Voor zover klager met zijn klaagschrift heeft beoogd smartengeld te verkrijgen en/of een kostenvergoeding, merkt het college ten overvloede nog het volgende op. Geen van beide kan worden verkregen door middel van een tuchtrechtelijke procedure, ook niet als de klacht gegrond zou zijn verklaard. Daarvoor bevat het tuchtrecht, zoals geregeld in de Wet op de beroepen in de individuele gezondheidszorg, geen grondslag.  

6. Slotsom

Het voorgaande voert tot de slotsom dat de klacht als kennelijk ongegrond dient te worden afgewezen.

7. Beslissing

Het Regionaal Tuchtcollege voor de Gezondheidszorg te Groningen:

verklaart de klacht kennelijk ongegrond en wijst deze af.

Aldus gegeven door:

W.P. Claus, voorzitter,

R.L. Diercks, lid-beroepsgenoot,

R.A. Scheeren, lid-beroepsgenoot,

bijgestaan door L.C. Commandeur, secretaris,

en op 16 oktober 2018 ondertekend door J.G.W. Lootsma-Oude Nijeweme, voorzitter, in tegenwoordigheid van voornoemde secretaris.
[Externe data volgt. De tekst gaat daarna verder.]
//! Rule engine that moves a screen from "no wallet" to "provider ready".
//!
//! Rules are re-evaluated after every store update. A rule fires when the
//! values in its trigger set changed since the last evaluation and its guard
//! holds. Rule bodies run cooperatively on the caller's task: they report
//! progress through the update channel and [`Screen::run_until_idle`]
//! applies those updates in order.

use std::{
    collections::{HashMap, HashSet},
    sync::Arc,
};

use futures::{future::BoxFuture, stream::FuturesUnordered, FutureExt, StreamExt};
use serde_json::Value;
use shared::{
    domain::{to_decimal_string, Address, AmountError, DonationAmount},
    error::BridgeError,
    protocol::{Receipt, TransferRequest},
};
use tokio::sync::{mpsc, watch};
use tracing::{debug, info, warn};
use wallet_bridge::{WalletBridge, WalletEnvironment};

use crate::{
    store::{
        ConnectionAction, ConnectionState, ConnectionStore, IntentAction, IntentStore,
        ScreenIntent, StoreAction, StoreError,
    },
    transfer::send_ether_transaction,
    view::ScreenView,
    ResolveMode, ScreenKind, ScreenSettings,
};

#[derive(Debug, Clone, Copy, PartialEq, Eq, Hash)]
pub enum Rule {
    /// Looks for an injected wallet, once per mount.
    Detect,
    /// Picks up an account the user already authorized.
    ResolveExisting,
    /// Requests account access after the user asked to connect.
    UserConnect,
    /// Builds provider and signer, then loads network and balance.
    ProviderBringUp,
}

impl Rule {
    pub const ALL: [Rule; 4] = [
        Rule::Detect,
        Rule::ResolveExisting,
        Rule::UserConnect,
        Rule::ProviderBringUp,
    ];

    pub fn name(self) -> &'static str {
        match self {
            Self::Detect => "detect",
            Self::ResolveExisting => "resolve_existing",
            Self::UserConnect => "user_connect",
            Self::ProviderBringUp => "provider_bring_up",
        }
    }

    fn trigger(self, connection: &ConnectionState, intent: &ScreenIntent) -> Trigger {
        match self {
            Self::Detect => Trigger::Mount,
            Self::ResolveExisting => Trigger::WalletAvailable(connection.wallet_available),
            Self::UserConnect => Trigger::ConnectIntent {
                wallet_available: connection.wallet_available,
                connected: connection.connected,
                is_connecting: intent.is_connecting,
            },
            Self::ProviderBringUp => Trigger::Account {
                connected: connection.connected,
                account: connection.account,
            },
        }
    }
}

/// Snapshot of the values a rule depends on.
#[derive(Debug, Clone, PartialEq, Eq)]
enum Trigger {
    Mount,
    WalletAvailable(bool),
    ConnectIntent {
        wallet_available: bool,
        connected: bool,
        is_connecting: bool,
    },
    Account {
        connected: bool,
        account: Address,
    },
}

enum Update {
    Connection(ConnectionAction),
    Intent(IntentAction),
}

enum Step {
    Update(Update),
    Settled(Rule),
}

#[derive(Clone)]
struct Dispatcher {
    tx: mpsc::UnboundedSender<Update>,
}

impl Dispatcher {
    fn connection(&self, action: ConnectionAction) {
        let name = action.name();
        if self.tx.send(Update::Connection(action)).is_err() {
            debug!(action = name, "screen unmounted; dropping update");
        }
    }

    fn intent(&self, action: IntentAction) {
        let name = action.name();
        if self.tx.send(Update::Intent(action)).is_err() {
            debug!(action = name, "screen unmounted; dropping update");
        }
    }
}

/// One mounted screen: its stores, its rules and the wallet it found.
pub struct Screen {
    kind: ScreenKind,
    settings: ScreenSettings,
    environment: Arc<dyn WalletEnvironment>,
    bridge: Option<Arc<dyn WalletBridge>>,
    connection: ConnectionStore,
    intent: IntentStore,
    triggers: HashMap<Rule, Trigger>,
    in_flight: HashSet<Rule>,
    rerun: HashSet<Rule>,
    tasks: FuturesUnordered<BoxFuture<'static, Rule>>,
    dispatcher: Dispatcher,
    updates: mpsc::UnboundedReceiver<Update>,
    view: watch::Sender<ScreenView>,
}

impl Screen {
    /// Creates the stores with defaults and evaluates every rule once. Call
    /// [`Screen::run_until_idle`] to let the started work settle.
    pub fn mount(
        kind: ScreenKind,
        settings: ScreenSettings,
        environment: Arc<dyn WalletEnvironment>,
    ) -> Self {
        let (tx, updates) = mpsc::unbounded_channel();
        let connection = ConnectionStore::new(ConnectionState::default());
        let intent = IntentStore::new(ScreenIntent::with_recipient(settings.recipient));
        let (view, _) = watch::channel(ScreenView::project(
            kind,
            connection.state(),
            intent.state(),
        ));

        let mut screen = Self {
            kind,
            settings,
            environment,
            bridge: None,
            connection,
            intent,
            triggers: HashMap::new(),
            in_flight: HashSet::new(),
            rerun: HashSet::new(),
            tasks: FuturesUnordered::new(),
            dispatcher: Dispatcher { tx },
            updates,
            view,
        };
        info!(screen = %kind, "screen mounted");
        screen.evaluate_rules();
        screen
    }

    pub fn kind(&self) -> ScreenKind {
        self.kind
    }

    pub fn settings(&self) -> &ScreenSettings {
        &self.settings
    }

    pub fn connection(&self) -> &ConnectionState {
        self.connection.state()
    }

    pub fn intent(&self) -> &ScreenIntent {
        self.intent.state()
    }

    pub fn view(&self) -> ScreenView {
        ScreenView::project(self.kind, self.connection.state(), self.intent.state())
    }

    /// Receives a fresh projection after every state update.
    pub fn subscribe_view(&self) -> watch::Receiver<ScreenView> {
        self.view.subscribe()
    }

    /// No rule in flight and no update waiting to be applied.
    pub fn is_idle(&self) -> bool {
        self.tasks.is_empty() && self.updates.is_empty()
    }

    /// Connect button. Ignored when nothing can be connected.
    pub fn request_connect(&mut self) {
        let state = self.connection.state();
        if !self.kind.is_interactive() || !state.wallet_available || state.connected {
            debug!(screen = %self.kind, "connect request ignored");
            return;
        }
        self.apply(Update::Intent(IntentAction::SetConnecting(true)));
    }

    /// Amount field edit. Out-of-range input is clamped to `[0, balance]`.
    pub fn set_donate_amount(&mut self, input: &str) -> Result<DonationAmount, AmountError> {
        let amount = DonationAmount::parse_clamped(input, self.connection.state().balance_wei())?;
        self.update_donate_amount(amount);
        Ok(amount)
    }

    pub fn step_donate_amount_up(&mut self) -> DonationAmount {
        let amount = self
            .intent
            .state()
            .donate_amount
            .step_up(self.connection.state().balance_wei());
        self.update_donate_amount(amount);
        amount
    }

    pub fn step_donate_amount_down(&mut self) -> DonationAmount {
        let amount = self.intent.state().donate_amount.step_down();
        self.update_donate_amount(amount);
        amount
    }

    /// Intent events addressed by name, as a view layer would send them.
    pub fn dispatch_intent_named(&mut self, name: &str, payload: Value) -> Result<(), StoreError> {
        let action = match IntentAction::from_named(name, payload)? {
            IntentAction::SetDonateAmount(amount) => IntentAction::SetDonateAmount(
                amount.clamp_to(self.connection.state().balance_wei()),
            ),
            action => action,
        };
        if !self.kind.is_interactive() {
            debug!(screen = %self.kind, action = action.name(), "intent ignored");
            return Ok(());
        }
        self.apply(Update::Intent(action));
        Ok(())
    }

    fn update_donate_amount(&mut self, amount: DonationAmount) {
        if self.kind.is_interactive() {
            self.apply(Update::Intent(IntentAction::SetDonateAmount(amount)));
        }
    }

    /// Sends the current donation to the fixed recipient and waits for it to
    /// be confirmed. Returns `None` on any failure; state is left untouched.
    pub async fn donate(&self) -> Option<Receipt> {
        if !self.kind.is_interactive() {
            warn!(screen = %self.kind, "donations are not available on this screen");
            return None;
        }
        let state = self.connection.state();
        let (Some(signer), Some(provider)) = (state.signer.clone(), state.provider.clone()) else {
            warn!("donation requested before the wallet signer is ready");
            return None;
        };
        let intent = self.intent.state();
        let request = TransferRequest {
            to: intent.recipient,
            value: intent.donate_amount.wei(),
        };
        send_ether_transaction(
            signer.as_ref(),
            provider.as_ref(),
            request,
            self.settings.confirmations,
            self.settings.confirmation_timeout,
        )
        .await
    }

    /// Drives started rules until none is in flight and every update they
    /// produced has been applied.
    pub async fn run_until_idle(&mut self) {
        loop {
            while let Ok(update) = self.updates.try_recv() {
                self.apply(update);
            }
            if self.tasks.is_empty() {
                break;
            }

            let step = tokio::select! {
                biased;
                Some(update) = self.updates.recv() => Step::Update(update),
                Some(rule) = self.tasks.next() => Step::Settled(rule),
                else => break,
            };
            match step {
                Step::Update(update) => self.apply(update),
                Step::Settled(rule) => self.settle(rule),
            }
        }
    }

    /// Tears the screen down. Work still in flight is dropped.
    pub fn unmount(self) {
        info!(
            screen = %self.kind,
            abandoned = self.tasks.len(),
            "screen unmounted"
        );
    }

    fn apply(&mut self, update: Update) {
        match update {
            Update::Connection(action) => {
                let balance_changed = matches!(action, ConnectionAction::SetBalance(_));
                self.connection.dispatch(action);
                if balance_changed {
                    self.bound_donate_amount();
                }
            }
            Update::Intent(action) => self.intent.dispatch(action),
        }
        self.view.send_replace(self.view());
        self.evaluate_rules();
    }

    /// Keeps the donation within the balance after the balance moves.
    fn bound_donate_amount(&mut self) {
        if !self.kind.is_interactive() {
            return;
        }
        let current = self.intent.state().donate_amount;
        let bounded = current.clamp_to(self.connection.state().balance_wei());
        if bounded != current {
            debug!(from = %current, to = %bounded, "donation amount clamped to balance");
            self.intent.dispatch(IntentAction::SetDonateAmount(bounded));
        }
    }

    fn evaluate_rules(&mut self) {
        for rule in Rule::ALL {
            let trigger = rule.trigger(self.connection.state(), self.intent.state());
            if self.triggers.get(&rule) == Some(&trigger) {
                continue;
            }
            self.triggers.insert(rule, trigger);
            if !self.guard_holds(rule) {
                continue;
            }
            if self.in_flight.contains(&rule) {
                debug!(rule = rule.name(), "rule already in flight; coalescing");
                self.rerun.insert(rule);
                continue;
            }
            self.fire(rule);
        }
    }

    fn guard_holds(&self, rule: Rule) -> bool {
        let connection = self.connection.state();
        let intent = self.intent.state();
        match rule {
            Rule::Detect => true,
            Rule::ResolveExisting => connection.wallet_available,
            Rule::UserConnect => {
                self.kind.is_interactive()
                    && connection.wallet_available
                    && !connection.connected
                    && intent.is_connecting
            }
            Rule::ProviderBringUp => connection.has_account(),
        }
    }

    fn settle(&mut self, rule: Rule) {
        self.in_flight.remove(&rule);
        if self.rerun.remove(&rule) && self.guard_holds(rule) {
            self.fire(rule);
        }
    }

    fn fire(&mut self, rule: Rule) {
        debug!(rule = rule.name(), screen = %self.kind, "rule fired");
        let dispatcher = self.dispatcher.clone();

        if rule == Rule::Detect {
            self.bridge = self.environment.detect_wallet();
            let available = self.bridge.is_some();
            if available {
                info!("wallet detected");
            } else {
                info!("no wallet detected; connection features disabled");
            }
            dispatcher.connection(ConnectionAction::SetWalletAvailable(available));
            return;
        }

        let Some(bridge) = self.bridge.clone() else {
            warn!(rule = rule.name(), "rule fired without a detected wallet");
            return;
        };
        let task = match rule {
            Rule::Detect => return,
            Rule::ResolveExisting => {
                resolve_existing(bridge, self.settings.resolve_mode, dispatcher).boxed()
            }
            Rule::UserConnect => user_connect(bridge, dispatcher).boxed(),
            Rule::ProviderBringUp => provider_bring_up(
                bridge,
                self.connection.state().account,
                self.kind.is_interactive(),
                dispatcher,
            )
            .boxed(),
        };
        self.in_flight.insert(rule);
        self.tasks.push(task.map(move |()| rule).boxed());
    }
}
De secretaris:                                                                         De voorzitter:                                    

Tegen deze beslissing kan binnen zes weken na de dag van verzending van het afschrift ervan schriftelijk hoger beroep worden ingesteld bij het Centrale Tuchtcollege voor de Gezondheidszorg door: a. de klager en/of klaagster, voor zover de klacht is afgewezen, of voor zover hij/zij niet-ontvankelijk is verklaard; b. degene over wie is geklaagd; c. de hoofdinspecteur of de regionale inspecteur van de volksgezondheid, wie de aangelegenheid uit hoofde van de hun toevertrouwde belangen aangaat. Het tot het Centrale Tuchtcollege voor de Gezondheidszorg gerichte beroepschrift wordt ingezonden bij de secretaris van het Regionaal Tuchtcollege voor de Gezondheidszorg te Groningen, door wie het binnen de beroepstermijn moet zijn ontvangen.